Action item => Every line holding the string "BoundedQueue" is to be copied from the entries below.

Records from a dataset

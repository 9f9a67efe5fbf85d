//! Repository error taxonomy
//!
//! Every precondition failure of a repository operation maps to one variant
//! with a fixed, user-readable message. Operations validate before they write,
//! so any of these errors (except `FastForwarded`) implies that nothing was
//! persisted.

use crate::artifacts::objects::object_id::ObjectId;
use thiserror::Error;

#[derive(Debug, Error)]
pub enum RepositoryError {
    #[error("Not in an initialized Gitlet directory.")]
    NotInitialized,

    #[error("A Gitlet version-control system already exists in the current directory.")]
    AlreadyInitialized,

    #[error("File does not exist.")]
    FileNotFound,

    #[error("Unsupported file name: '{0}'.")]
    UnsupportedFileName(String),

    #[error("File does not exist in that commit.")]
    FileNotInCommit,

    #[error("Please enter a commit message.")]
    EmptyMessage,

    #[error("No changes added to the commit.")]
    NoChanges,

    #[error("No reason to remove the file.")]
    NothingToRemove,

    #[error("No commit with that id exists.")]
    NoSuchCommit,

    #[error("A branch with that name does not exist.")]
    NoSuchBranch,

    #[error("A branch with that name already exists.")]
    BranchAlreadyExists,

    #[error("Invalid branch name: '{0}'.")]
    InvalidBranchName(String),

    #[error("Cannot remove the current branch.")]
    CannotRemoveActiveBranch,

    #[error("No need to checkout the current branch.")]
    AlreadyOnBranch,

    #[error("There is an untracked file in the way; delete it or add it first.")]
    UntrackedFileConflict,

    #[error("You have uncommitted changes.")]
    UncommittedChanges,

    #[error("Cannot merge a branch with itself.")]
    SelfMerge,

    #[error("Given branch is an ancestor of the current branch.")]
    AncestorMerge,

    /// Reported after the branch pointer has already been advanced.
    #[error("Current branch fast-forwarded.")]
    FastForwarded,

    #[error("A remote with that name does not exist.")]
    NoSuchRemote,

    #[error("A remote with that name already exists.")]
    RemoteAlreadyExists,

    #[error("Invalid remote name: '{0}'.")]
    InvalidRemoteName(String),

    #[error("Remote directory not found.")]
    RemoteUnreachable,

    #[error("Transferring commits to or from a remote is not supported.")]
    TransferUnsupported,

    #[error("Blob {0} is missing from the object store.")]
    MissingBlob(ObjectId),

    #[error("Corrupt repository: {0}")]
    Corrupt(String),

    #[error(transparent)]
    Storage(#[from] anyhow::Error),
}

impl From<std::io::Error> for RepositoryError {
    fn from(error: std::io::Error) -> Self {
        RepositoryError::Storage(error.into())
    }
}

pub type Result<T> = std::result::Result<T, RepositoryError>;
//! Working tree status inspection
//!
//! Compares the working directory against the index, and the index against
//! the HEAD snapshot.
//!
//! ## Components
//!
//! - `file_change`: Enum types for categorizing changes
//! - `inspector`: Digests of working files and the comparisons built on them
//! - `status_report`: The partitions reported by `status` and their rendering

pub mod file_change;
pub mod inspector;
pub mod status_report;
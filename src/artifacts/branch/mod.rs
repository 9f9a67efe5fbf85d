//! Branches: validated names and the table of named commit pointers

pub mod branch_name;
pub mod branch_table;

/// Names that would not survive as a single file under `.gitlet/branches`
pub const INVALID_BRANCH_NAME_REGEX: &str =
    r"^\.|\.\.|/|\\|\.lock$|@\{|[\x00-\x20\*:\?\[~\^\x7f]";

pub const DEFAULT_BRANCH: &str = "master";
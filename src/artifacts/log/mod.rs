//! Commit history
//!
//! - `commit_graph`: every commit of the repository, keyed by id
//! - `log_entry`: how a single commit is printed
//! - `rev_list`: breadth-first and first-parent traversals over the graph

pub mod commit_graph;
pub mod log_entry;
pub mod rev_list;
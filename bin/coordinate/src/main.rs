use std::thread;

use anyhow::{ensure, Context};
use clap::{Parser, Subcommand};
use tracing::Level;
use tracing_subscriber::FmtSubscriber;

use ewe_coordination::relay::{relay, relay_async};
use ewe_coordination::{mailbox, BoundedQueue, CoordinationConfig, OrderedBarrier};

#[derive(Parser, Debug)]
#[command(version, about, long_about=None)]
struct Args {
    /// Path to a TOML config file, defaults are used when absent
    #[arg(short, long)]
    config_file: Option<String>,

    /// Log at debug level instead of info
    #[arg(short, long)]
    verbose: bool,

    #[command(subcommand)]
    command: Command,
}

#[derive(Subcommand, Debug, Clone, Copy)]
enum Command {
    /// Push `capacity * 3` items through the bounded queue
    Queue,
    /// Stream `total_items` values from a producer to a consumer
    Transfer {
        /// Push one value at a time instead of batches
        #[arg(long)]
        plain: bool,
    },
    /// Pass a token down a chain of `chain_length` stages
    Relay {
        /// Run the stages as tasks on a single-threaded tokio runtime
        #[arg(long = "async")]
        run_async: bool,
    },
    /// Exchange `exchanges` values through the single-slot mailbox
    Mailbox,
    /// Launch `task_count` tasks in reverse and run them in index order
    Barrier,
    /// Run every scenario once
    All,
}

fn main() -> anyhow::Result<()> {
    let args = Args::parse();

    let level = if args.verbose { Level::DEBUG } else { Level::INFO };
    let subscriber = FmtSubscriber::builder().with_max_level(level).finish();
    tracing::subscriber::set_global_default(subscriber)
        .context("setting default subscriber failed")?;

    let config = match &args.config_file {
        Some(path) => CoordinationConfig::from_path(path)
            .with_context(|| format!("loading config from {path}"))?,
        None => CoordinationConfig::default(),
    };
    tracing::debug!("Using config: {:?}", config);

    match args.command {
        Command::Queue => run_queue(&config),
        Command::Transfer { plain } => run_transfer(&config, plain),
        Command::Relay { run_async } => run_relay(&config, run_async),
        Command::Mailbox => run_mailbox(&config),
        Command::Barrier => run_barrier(&config),
        Command::All => {
            run_queue(&config)?;
            run_transfer(&config, true)?;
            run_transfer(&config, false)?;
            run_relay(&config, false)?;
            run_relay(&config, true)?;
            run_mailbox(&config)?;
            run_barrier(&config)
        }
    }
}

fn run_queue(config: &CoordinationConfig) -> anyhow::Result<()> {
    let capacity = config.queue.capacity;
    let count = capacity * 3;
    let queue = BoundedQueue::try_new(capacity)?;

    let producer_queue = queue.clone();
    let producer = thread::Builder::new()
        .name("queue-producer".into())
        .spawn(move || {
            let _close = producer_queue.close_on_drop();
            for value in 0..count {
                if producer_queue.push(value).is_err() {
                    break;
                }
            }
        })?;

    let received: Vec<usize> = queue.drain().collect();
    producer
        .join()
        .map_err(|_| anyhow::anyhow!("queue producer panicked"))?;

    ensure!(
        received.iter().copied().eq(0..count),
        "queue reordered or lost items"
    );
    tracing::info!(
        "queue: {} items through capacity {} in order",
        received.len(),
        capacity
    );
    Ok(())
}

fn run_transfer(config: &CoordinationConfig, plain: bool) -> anyhow::Result<()> {
    let transfer = if plain {
        config.plain_transfer()
    } else {
        config.batched_transfer()
    };
    let summary = transfer.run()?;

    tracing::info!(
        "transfer ({:?}): {} items in {} deliveries, sum {}",
        transfer.mode(),
        summary.items,
        summary.deliveries,
        summary.sum
    );
    if let Some(last) = summary.batch_sizes.last() {
        tracing::info!("transfer: last batch held {} items", last);
    }
    Ok(())
}

fn run_relay(config: &CoordinationConfig, run_async: bool) -> anyhow::Result<()> {
    let length = config.relay.chain_length;
    let value = if run_async {
        tokio::runtime::Builder::new_current_thread()
            .enable_all()
            .build()?
            .block_on(relay_async(length, 0))?
    } else {
        relay(length, 0)?
    };

    tracing::info!("relay (async: {}): {} stages -> {}", run_async, length, value);
    Ok(())
}

fn run_mailbox(config: &CoordinationConfig) -> anyhow::Result<()> {
    let exchanges = config.mailbox.exchanges;
    let (sender, receiver) = mailbox::create::<usize>();

    let consumer = thread::Builder::new()
        .name("mailbox-receiver".into())
        .spawn(move || (0..exchanges).map(|_| receiver.receive()).collect::<Vec<_>>())?;

    for value in 0..exchanges {
        sender.send(value);
    }
    let received = consumer
        .join()
        .map_err(|_| anyhow::anyhow!("mailbox receiver panicked"))?;

    ensure!(
        received.iter().copied().eq(0..exchanges),
        "mailbox reordered or lost values"
    );
    tracing::info!("mailbox: {} exchanges in order", received.len());
    Ok(())
}

fn run_barrier(config: &CoordinationConfig) -> anyhow::Result<()> {
    let task_count = config.barrier.task_count;
    let barrier = OrderedBarrier::new(task_count, config.barrier.wait_strategy())?;

    let handles = (0..task_count)
        .rev()
        .map(|index| {
            let barrier = barrier.clone();
            thread::Builder::new()
                .name(format!("barrier-task-{index}"))
                .spawn(move || barrier.trigger(index, || index))
        })
        .collect::<Result<Vec<_>, _>>()?;

    barrier.wait_complete();
    for handle in handles {
        handle
            .join()
            .map_err(|_| anyhow::anyhow!("barrier task panicked"))??;
    }

    tracing::info!(
        "barrier ({:?}): {} tasks ran in index order",
        barrier.strategy(),
        barrier.position()
    );
    Ok(())
}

Written reply =>
use ewe_coordination::{mailbox, BoundedQueue, CoordinationConfig, OrderedBarrier};
    let queue = BoundedQueue::try_new(capacity)?;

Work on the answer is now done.